INPUT DATA Block Start
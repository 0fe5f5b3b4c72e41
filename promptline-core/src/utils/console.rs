//! # Console Line I/O
//!
//! The prompts never touch `stdin`/`stdout` directly. They talk to a
//! [`Console`], which reads and writes whole lines. This keeps the retry loop
//! testable: swap [`StdConsole`] for a [`ScriptedConsole`] and the same
//! prompt runs against a fixed list of answers.
//!
//! Line terminators (`\n` or `\r\n`) are removed from every line read.
//! Nothing else is trimmed.

use std::collections::VecDeque;
use std::io::{self, BufRead, Write};

/// A source of input lines and a sink for output lines.
pub trait Console {
    /// Reads one line without its terminator. `Ok(None)` means end of input.
    fn read_line(&mut self) -> io::Result<Option<String>>;

    /// Writes `line` followed by a newline.
    fn write_line(&mut self, line: &str) -> io::Result<()>;
}

fn strip_line_ending(line: &mut String) {
    if line.ends_with('\n') {
        line.pop();
        if line.ends_with('\r') {
            line.pop();
        }
    }
}

fn read_buffered<R: BufRead>(reader: &mut R) -> io::Result<Option<String>> {
    let mut line = String::new();
    if reader.read_line(&mut line)? == 0 {
        return Ok(None);
    }
    strip_line_ending(&mut line);
    Ok(Some(line))
}

/// The process-wide standard streams.
///
/// Each call locks `stdin` or `stdout` only for its own duration and never
/// closes them, so any number of prompts can run one after another.
#[derive(Debug, Default, Clone, Copy)]
pub struct StdConsole;

impl Console for StdConsole {
    fn read_line(&mut self) -> io::Result<Option<String>> {
        read_buffered(&mut io::stdin().lock())
    }

    fn write_line(&mut self, line: &str) -> io::Result<()> {
        let mut out = io::stdout().lock();
        writeln!(out, "{line}")?;
        out.flush()
    }
}

/// Any buffered reader paired with any writer.
///
/// # Example
/// ```rust
/// use std::io::Cursor;
/// use promptline_core::utils::{BufferedConsole, Terminal};
///
/// let console = BufferedConsole::new(Cursor::new("7\n"), Vec::new());
/// let mut terminal = Terminal::new(console);
/// assert_eq!(terminal.prompt_i32("Pick 1-9:", 1, 9).unwrap(), 7);
///
/// let (_, written) = terminal.into_console().into_parts();
/// assert_eq!(String::from_utf8(written).unwrap(), "Pick 1-9:\n");
/// ```
#[derive(Debug)]
pub struct BufferedConsole<R, W> {
    reader: R,
    writer: W,
}

impl<R: BufRead, W: Write> BufferedConsole<R, W> {
    pub fn new(reader: R, writer: W) -> Self {
        Self { reader, writer }
    }

    pub fn into_parts(self) -> (R, W) {
        (self.reader, self.writer)
    }
}

impl<R: BufRead, W: Write> Console for BufferedConsole<R, W> {
    fn read_line(&mut self) -> io::Result<Option<String>> {
        read_buffered(&mut self.reader)
    }

    fn write_line(&mut self, line: &str) -> io::Result<()> {
        writeln!(self.writer, "{line}")?;
        self.writer.flush()
    }
}

/// Replays a fixed list of answers and records everything written.
///
/// Once the script runs out, reads report end of input.
#[derive(Debug, Default, Clone)]
pub struct ScriptedConsole {
    answers: VecDeque<String>,
    transcript: Vec<String>,
}

impl ScriptedConsole {
    pub fn new<I, S>(answers: I) -> Self
    where
        I: IntoIterator<Item = S>,
        S: Into<String>,
    {
        Self {
            answers: answers.into_iter().map(Into::into).collect(),
            transcript: Vec::new(),
        }
    }

    /// Appends more answers to the end of the script.
    pub fn push_answer(&mut self, answer: impl Into<String>) {
        self.answers.push_back(answer.into());
    }

    /// Answers not consumed yet.
    pub fn remaining(&self) -> usize {
        self.answers.len()
    }

    /// Every line written so far, in order.
    pub fn transcript(&self) -> &[String] {
        &self.transcript
    }
}

impl Console for ScriptedConsole {
    fn read_line(&mut self) -> io::Result<Option<String>> {
        Ok(self.answers.pop_front())
    }

    fn write_line(&mut self, line: &str) -> io::Result<()> {
        self.transcript.push(line.to_string());
        Ok(())
    }
}
#[cfg(test)]
mod tests {
    use super::*;
    use crate::utils::console::{BufferedConsole, ScriptedConsole};
    use std::collections::VecDeque;
    use std::io::Cursor;

    /// Replays scripted read results, errors included.
    struct FlakyConsole {
        reads: VecDeque<io::Result<Option<String>>>,
        written: Vec<String>,
    }

    impl FlakyConsole {
        fn new(reads: Vec<io::Result<Option<String>>>) -> Self {
            Self {
                reads: reads.into(),
                written: Vec::new(),
            }
        }
    }

    impl Console for FlakyConsole {
        fn read_line(&mut self) -> io::Result<Option<String>> {
            self.reads.pop_front().unwrap_or(Ok(None))
        }

        fn write_line(&mut self, line: &str) -> io::Result<()> {
            self.written.push(line.to_string());
            Ok(())
        }
    }

    fn scripted(answers: &[&str]) -> Terminal<ScriptedConsole> {
        Terminal::new(ScriptedConsole::new(answers.iter().copied()))
    }

    #[test]
    fn test_render_menu() {
        assert_eq!(
            render_menu(&["Start", "Stop"], true),
            "1) Start\n2) Stop\n0) Quit\n\nEnter your option number:"
        );
        assert_eq!(
            render_menu(&["Only"], false),
            "1) Only\n\nEnter your option number:"
        );
    }

    #[test]
    fn test_menu_retries_until_valid() {
        let mut terminal = scripted(&["abc", "7", "2"]);
        let choice = terminal.select_from_menu(&["Start", "Stop"], false).unwrap();
        assert_eq!(choice, 2);

        let transcript = terminal.console().transcript();
        assert_eq!(transcript[0], MENU_HEADER);
        assert_eq!(transcript[2], "The value is not an option number, try again!");
        assert_eq!(transcript[4], "That option does not exist, try again!");
        assert_eq!(transcript.len(), 6);
    }

    #[test]
    fn test_menu_quit() {
        let mut terminal = scripted(&["0"]);
        assert_eq!(terminal.select_from_menu(&["Start"], true).unwrap(), 0);

        let mut terminal = scripted(&["0", "1"]);
        assert_eq!(terminal.select_from_menu(&["Start"], false).unwrap(), 1);
    }

    #[test]
    fn test_empty_menu_is_rejected_up_front() {
        let mut terminal = scripted(&["1"]);
        let options: [&str; 0] = [];
        let res = terminal.select_from_menu(&options, false);
        assert!(matches!(res, Err(PromptError::EmptyMenu)));
        assert_eq!(terminal.console().remaining(), 1);
        assert!(terminal.console().transcript().is_empty());

        let mut terminal = scripted(&["0"]);
        assert_eq!(terminal.select_from_menu(&options, true).unwrap(), 0);
    }

    #[test]
    fn test_prompt_bool() {
        let mut terminal = scripted(&["", "maybe", "OUI"]);
        assert!(terminal.prompt_bool("Continue?", "oui", "non").unwrap());
        assert_eq!(terminal.console().transcript().len(), 5);

        let mut terminal = scripted(&["nO"]);
        assert!(!terminal.prompt_bool("Continue?", "yes", "no").unwrap());
    }

    #[test]
    fn test_numeric_prompts() {
        let mut terminal = scripted(&["300", "-129", "-128"]);
        assert_eq!(terminal.prompt_i8("byte", -128, 127).unwrap(), -128);

        let mut terminal = scripted(&["40000", "1000"]);
        assert_eq!(terminal.prompt_i16("short", 0, 1000).unwrap(), 1000);

        let mut terminal = scripted(&["11", "10"]);
        assert_eq!(terminal.prompt_i32("int", 1, 10).unwrap(), 10);

        let mut terminal = scripted(&["9223372036854775807"]);
        assert_eq!(terminal.prompt_i64("long", 0, i64::MAX).unwrap(), i64::MAX);

        let mut terminal = scripted(&["2.5", "0.25"]);
        assert_eq!(terminal.prompt_f32("float", 0.0, 1.0).unwrap(), 0.25);

        let mut terminal = scripted(&["NaN", "x", "-0.5"]);
        assert_eq!(terminal.prompt_f64("double", -1.0, 1.0).unwrap(), -0.5);

        let mut terminal = scripted(&["5"]);
        assert_eq!(terminal.prompt_number::<u64>("u64", 5, 5).unwrap(), 5);
    }

    #[test]
    fn test_numeric_feedback_is_distinct() {
        let mut terminal = scripted(&["abc", "99", "3"]);
        terminal.prompt_i32("Pick", 1, 5).unwrap();

        let transcript = terminal.console().transcript();
        assert_eq!(
            transcript,
            [
                "Pick",
                "The value is not a i32, try again!",
                "Pick",
                "The value is not between 1 and 5, try again!",
                "Pick",
            ]
        );
    }

    #[test]
    fn test_prompt_text() {
        let mut terminal = scripted(&["", "x"]);
        assert_eq!(terminal.prompt_text("Name:", false).unwrap(), "x");
        assert_eq!(
            terminal.console().transcript()[1],
            "The value can't be empty, enter at least one character!"
        );

        let mut terminal = scripted(&[""]);
        assert_eq!(terminal.prompt_text("Name:", true).unwrap(), "");
    }

    #[test]
    fn test_prompt_char() {
        let mut terminal = scripted(&["ab", "c"]);
        assert_eq!(terminal.prompt_char("Letter:", 'a', 'z').unwrap(), 'c');

        let mut terminal = scripted(&["A", "m"]);
        assert_eq!(terminal.prompt_char("Letter:", 'a', 'z').unwrap(), 'm');
    }

    #[test]
    fn test_end_of_input_is_fatal() {
        let mut terminal = scripted(&["nope"]);
        let res = terminal.prompt_i32("Pick", 1, 5);
        assert!(matches!(res, Err(PromptError::EndOfInput)));
    }

    #[test]
    fn test_bounded_attempts() {
        let config = TerminalConfig::bounded(NonZeroU32::new(2).unwrap());
        let console = ScriptedConsole::new(["a", "b", "3"]);
        let mut terminal = Terminal::with_config(console, config);

        let res = terminal.prompt_i32("Pick", 1, 5);
        assert!(matches!(res, Err(PromptError::AttemptsExhausted(n)) if n.get() == 2));
        assert_eq!(terminal.console().remaining(), 1);

        // The next prompt starts counting afresh.
        assert_eq!(terminal.prompt_i32("Pick", 1, 5).unwrap(), 3);
    }

    #[test]
    fn test_confirmations() {
        let config = TerminalConfig::default().with_confirmations();
        let console = ScriptedConsole::new(["4", "q", "yes"]);
        let mut terminal = Terminal::with_config(console, config);

        terminal.prompt_i64("Pick", 1, 5).unwrap();
        terminal.prompt_char("Letter", 'a', 'z').unwrap();
        terminal.prompt_bool("Sure?", "yes", "no").unwrap();

        assert_eq!(
            terminal.console().transcript(),
            [
                "Pick",
                "The value is within range.",
                "Letter",
                "The character is within range.",
                "Sure?",
            ]
        );
    }

    #[test]
    fn test_interrupted_read_is_retried_silently() {
        let console = FlakyConsole::new(vec![
            Err(io::Error::from(io::ErrorKind::Interrupted)),
            Ok(Some("3".to_string())),
        ]);
        let mut terminal = Terminal::new(console);

        assert_eq!(terminal.prompt_i32("p", 1, 5).unwrap(), 3);
        assert_eq!(terminal.console().written, ["p"]);
    }

    #[test]
    fn test_read_failure_surfaces_as_io_error() {
        let console = FlakyConsole::new(vec![
            Err(io::Error::from(io::ErrorKind::BrokenPipe)),
            Ok(Some("3".to_string())),
        ]);
        let mut terminal = Terminal::new(console);

        let res = terminal.prompt_i32("p", 1, 5);
        assert!(matches!(res, Err(PromptError::Io(ref e)) if e.kind() == io::ErrorKind::BrokenPipe));
        assert_eq!(terminal.console().reads.len(), 1);
    }

    #[test]
    fn test_float_prompts_are_not_confirmed() {
        let config = TerminalConfig::default().with_confirmations();
        let console = ScriptedConsole::new(["0.5", "2"]);
        let mut terminal = Terminal::with_config(console, config);

        terminal.prompt_f64("Ratio", 0.0, 1.0).unwrap();
        terminal.prompt_i8("Count", 1, 3).unwrap();

        assert_eq!(
            terminal.console().transcript(),
            ["Ratio", "Count", "The value is within range."]
        );
    }

    #[test]
    fn test_attempt_reports_verdict_without_feedback() {
        let mut terminal = scripted(&["x"]);
        let verdict = terminal.attempt("Pick", &Bounded::new(1u8, 3)).unwrap();
        assert_eq!(verdict, Err(Rejection::NotNumber("u8")));
        assert_eq!(terminal.console().transcript(), ["Pick"]);
    }

    #[test]
    fn test_invalid_utf8_line_is_rejected_and_skipped() {
        let input = Cursor::new(&b"\xc3\x28\n42\n"[..]);
        let mut terminal = Terminal::new(BufferedConsole::new(input, Vec::new()));
        assert_eq!(terminal.prompt_i32("Pick", 0, 100).unwrap(), 42);

        let (_, written) = terminal.into_console().into_parts();
        assert_eq!(
            String::from_utf8(written).unwrap(),
            "Pick\nThe value is not readable text, try again!\nPick\n"
        );
    }

    #[cfg(feature = "serde")]
    #[test]
    fn test_config_from_json() {
        let config: TerminalConfig = serde_json::from_str(r#"{"max_attempts": 3}"#).unwrap();
        assert_eq!(config.max_attempts, NonZeroU32::new(3));
        assert!(!config.confirm_accepted);

        let rejected = serde_json::from_str::<TerminalConfig>(r#"{"max_attempts": 0}"#);
        assert!(rejected.is_err());
    }

    #[test]
    fn test_consecutive_prompts_share_nothing() {
        let mut terminal = scripted(&["bad", "3", "4"]);
        assert_eq!(terminal.prompt_i32("first", 1, 5).unwrap(), 3);
        assert_eq!(terminal.prompt_i32("second", 1, 5).unwrap(), 4);
    }
}
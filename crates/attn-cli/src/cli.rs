//! Command-line argument definitions.

use std::path::PathBuf;

use clap::Parser;

/// Attendance analyzer.
///
/// Reads an XML attendance export and writes how long employees were present,
/// per day or per day and employee, as CSV.
#[derive(Debug, Parser)]
#[command(name = "attn", version, about, long_about = None)]
pub struct Cli {
    /// Enable verbose output.
    #[arg(short, long, global = true)]
    pub verbose: bool,

    /// Path to config file.
    #[arg(short, long, global = true)]
    pub config: Option<PathBuf>,

    /// XML file to analyze (`-` for stdin).
    #[arg(short, long, visible_alias = "in")]
    pub input: Option<PathBuf>,

    /// Where to write the CSV report (`-` or omitted for stdout).
    #[arg(short, long, visible_alias = "out")]
    pub output: Option<PathBuf>,

    /// Report per day and employee instead of per day.
    #[arg(short, long = "group-employees")]
    pub group_employees: bool,

    /// Only count records with this full_name. May be repeated.
    #[arg(short = 'f', long = "filter-person", value_name = "NAME")]
    pub filter_person: Vec<String>,

    /// Only count records starting on or after this date (e.g. 21-12-2011).
    #[arg(long, value_name = "DATE")]
    pub start_date: Option<String>,

    /// Only count records ending on or before this date (e.g. 21-12-2011).
    #[arg(long, value_name = "DATE")]
    pub end_date: Option<String>,

    /// Pattern for timestamps in <start>/<end>, e.g. "%d-%m-%Y %H:%M:%S".
    #[arg(short, long, visible_alias = "regex")]
    pub pattern: Option<String>,
}
//! Streaming extraction of attendance intervals from XML.
//!
//! The extractor is a pull iterator over a `BufRead`. It walks the document
//! event by event, holding only the record currently open, and validates
//! structure and chronology before releasing each interval:
//!
//! ```text
//! <people>
//!   <person full_name="ivan">
//!     <start>21-12-2011 10:00:00</start>
//!     <end>21-12-2011 12:00:00</end>
//!   </person>
//! </people>
//! ```

use std::fmt::Display;
use std::io::BufRead;

use chrono::NaiveDateTime;
use quick_xml::Reader;
use quick_xml::events::{BytesStart, Event};

use crate::error::ExtractError;
use crate::interval::AttendanceInterval;
use crate::source::AttendanceSource;
use crate::timestamp::parse_timestamp;

/// Attribute on `person` that names the employee.
const NAME_ATTRIBUTE: &str = "full_name";

/// Reads `<people>` documents through [`AttendanceExtractor`].
#[derive(Debug)]
pub struct XmlAttendanceSource<R> {
    input: R,
    pattern: String,
}

impl<R: BufRead> XmlAttendanceSource<R> {
    /// Creates a source reading `input` and parsing `start`/`end` values with
    /// the strftime-style `pattern`.
    pub fn new(input: R, pattern: impl Into<String>) -> Self {
        Self {
            input,
            pattern: pattern.into(),
        }
    }
}

impl<R: BufRead> AttendanceSource for XmlAttendanceSource<R> {
    type Intervals = AttendanceExtractor<R>;

    fn read_attendance(self) -> Self::Intervals {
        AttendanceExtractor::new(self.input, self.pattern)
    }
}

/// The four elements that carry meaning; everything else is skipped.
#[derive(Debug, Clone, Copy, PartialEq, Eq)]
enum Tag {
    People,
    Person,
    Start,
    End,
}

impl Tag {
    fn from_name(name: &[u8]) -> Option<Self> {
        match name {
            b"people" => Some(Self::People),
            b"person" => Some(Self::Person),
            b"start" => Some(Self::Start),
            b"end" => Some(Self::End),
            _ => None,
        }
    }
}

/// Which timestamp of the open record is being captured.
#[derive(Debug, Clone, Copy, PartialEq, Eq)]
enum Field {
    Start,
    End,
}

/// The `person` element currently open.
#[derive(Debug)]
struct OpenRecord {
    name: String,
    start: Option<NaiveDateTime>,
    end: Option<NaiveDateTime>,
    capturing: Option<Field>,
}

impl OpenRecord {
    const fn new(name: String) -> Self {
        Self {
            name,
            start: None,
            end: None,
            capturing: None,
        }
    }
}

#[derive(Debug)]
enum State {
    /// Waiting for `<people>`.
    Outside,
    /// Between records, waiting for `<person>` or `</people>`.
    InPeople,
    /// Inside a `<person>`.
    InPerson(OpenRecord),
    /// `</people>` was seen or an error was reported.
    Finished,
}

/// Owned summary of one markup event, detached from the read buffer.
#[derive(Debug)]
enum Signal {
    Enter(Tag),
    EnterPerson(Option<String>),
    Exit(Tag),
    Eof,
    Skip,
}

/// Outcome of applying one signal to the state machine.
enum Step {
    Continue,
    Emit(AttendanceInterval),
    Finish,
}

/// Lazy, validating iterator over the intervals of a `<people>` document.
///
/// Yields `Ok` for every closed `person`, then `None` after `</people>`. The
/// first error is yielded once and the iterator is fused afterwards.
pub struct AttendanceExtractor<R> {
    reader: Reader<R>,
    pattern: String,
    buf: Vec<u8>,
    text: String,
    state: State,
    emitted: usize,
}

impl<R: BufRead> AttendanceExtractor<R> {
    pub fn new(input: R, pattern: impl Into<String>) -> Self {
        let mut reader = Reader::from_reader(input);
        let config = reader.config_mut();
        config.expand_empty_elements = true;
        config.check_end_names = true;

        Self {
            reader,
            pattern: pattern.into(),
            buf: Vec::new(),
            text: String::new(),
            state: State::Outside,
            emitted: 0,
        }
    }

    /// Reads events until a record is complete, the document ends, or
    /// something is rejected.
    fn advance(&mut self) -> Result<Option<AttendanceInterval>, ExtractError> {
        loop {
            let signal = self.read_signal()?;
            match self.apply(signal)? {
                Step::Continue => {}
                Step::Emit(interval) => return Ok(Some(interval)),
                Step::Finish => return Ok(None),
            }
        }
    }

    fn read_signal(&mut self) -> Result<Signal, ExtractError> {
        let capturing = matches!(
            self.state,
            State::InPerson(OpenRecord {
                capturing: Some(_),
                ..
            })
        );

        self.buf.clear();
        let signal = match self.reader.read_event_into(&mut self.buf) {
            Ok(Event::Start(start)) => match Tag::from_name(start.name().as_ref()) {
                Some(Tag::Person) => Signal::EnterPerson(
                    person_name(&start).map_err(|reason| syntax(&self.reader, reason))?,
                ),
                Some(tag) => Signal::Enter(tag),
                None => Signal::Skip,
            },
            Ok(Event::End(end)) => Tag::from_name(end.name().as_ref()).map_or(Signal::Skip, Signal::Exit),
            Ok(Event::Text(text)) => {
                if capturing {
                    let unescaped = text.unescape().map_err(|e| syntax(&self.reader, e))?;
                    self.text.push_str(&unescaped);
                }
                Signal::Skip
            }
            Ok(Event::CData(data)) => {
                if capturing {
                    let decoded = self
                        .reader
                        .decoder()
                        .decode(&data)
                        .map_err(|e| syntax(&self.reader, e))?;
                    self.text.push_str(&decoded);
                }
                Signal::Skip
            }
            Ok(Event::Eof) => Signal::Eof,
            Ok(_) => Signal::Skip,
            Err(quick_xml::Error::Io(err)) => return Err(ExtractError::Io(err)),
            Err(err) => return Err(syntax(&self.reader, err)),
        };
        Ok(signal)
    }

    fn apply(&mut self, signal: Signal) -> Result<Step, ExtractError> {
        let state = std::mem::replace(&mut self.state, State::Finished);
        self.state = match (state, signal) {
            (State::Outside, Signal::Enter(Tag::People)) => {
                tracing::trace!("entered <people>");
                State::InPeople
            }
            (_, Signal::Enter(Tag::People)) => {
                return Err(syntax(&self.reader, "nested <people> element"));
            }
            (State::InPeople, Signal::EnterPerson(name)) => {
                let name = name
                    .filter(|name| !name.is_empty())
                    .ok_or(ExtractError::MissingEmployeeName)?;
                tracing::trace!(%name, "entered <person>");
                State::InPerson(OpenRecord::new(name))
            }
            (State::InPerson(_), Signal::EnterPerson(_)) => {
                return Err(syntax(&self.reader, "nested <person> element"));
            }
            (State::InPerson(mut record), Signal::Enter(tag @ (Tag::Start | Tag::End))) => {
                record.capturing = Some(if tag == Tag::Start {
                    Field::Start
                } else {
                    Field::End
                });
                self.text.clear();
                State::InPerson(record)
            }
            (State::InPerson(mut record), Signal::Exit(Tag::Start | Tag::End)) => {
                if let Some(field) = record.capturing.take() {
                    let parsed = parse_timestamp(&self.text, &self.pattern)?;
                    tracing::trace!(?field, %parsed, "captured timestamp");
                    match field {
                        Field::Start => record.start = Some(parsed),
                        Field::End => record.end = Some(parsed),
                    }
                }
                State::InPerson(record)
            }
            (State::InPerson(record), Signal::Exit(Tag::Person)) => {
                let (Some(start), Some(end)) = (record.start, record.end) else {
                    return Err(ExtractError::IncompleteRecord);
                };
                let interval = AttendanceInterval::new(record.name, start, end)?;
                self.emitted += 1;
                self.state = State::InPeople;
                return Ok(Step::Emit(interval));
            }
            (State::InPeople, Signal::Exit(Tag::People)) => {
                tracing::debug!(records = self.emitted, "reached </people>");
                return Ok(Step::Finish);
            }
            (_, Signal::Eof) => {
                return Err(syntax(&self.reader, "input ended before </people>"));
            }
            (state, _) => state,
        };
        Ok(Step::Continue)
    }
}

impl<R: BufRead> Iterator for AttendanceExtractor<R> {
    type Item = Result<AttendanceInterval, ExtractError>;

    fn next(&mut self) -> Option<Self::Item> {
        if matches!(self.state, State::Finished) {
            return None;
        }
        match self.advance() {
            Ok(Some(interval)) => Some(Ok(interval)),
            Ok(None) => {
                self.state = State::Finished;
                None
            }
            Err(err) => {
                tracing::debug!(error = %err, records = self.emitted, "extraction failed");
                self.state = State::Finished;
                Some(Err(err))
            }
        }
    }
}

/// Reads the employee name off a `person` start tag.
fn person_name(start: &BytesStart<'_>) -> Result<Option<String>, String> {
    let Some(attribute) = start
        .try_get_attribute(NAME_ATTRIBUTE)
        .map_err(|e| e.to_string())?
    else {
        return Ok(None);
    };
    let value = attribute.unescape_value().map_err(|e| e.to_string())?;
    Ok(Some(value.into_owned()))
}

fn syntax<R>(reader: &Reader<R>, reason: impl Display) -> ExtractError {
    ExtractError::StreamSyntax {
        position: u64::try_from(reader.buffer_position()).unwrap_or(u64::MAX),
        reason: reason.to_string(),
    }
}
INPUT DATA Block End
**REQUIREMENT**
Copy the entries word for word. Start at the first line and end with the line containing "for output lines.".

**EXPECTED ANSWER**
repository 0fe5f5b3b4c72e41
filename promptline-core/src/utils/console.rs
//! # Console Line I/O
//!
//! The prompts never touch `stdin`/`stdout` directly. They talk to a
//! [`Console`], which reads and writes whole lines. This keeps the retry loop
//! testable: swap [`StdConsole`] for a [`ScriptedConsole`] and the same
//! prompt runs against a fixed list of answers.
//!
//! Line terminators (`\n` or `\r\n`) are removed from every line read.
//! Nothing else is trimmed.

use std::collections::VecDeque;
use std::io::{self, BufRead, Write};

/// A source of input lines and a sink for output lines.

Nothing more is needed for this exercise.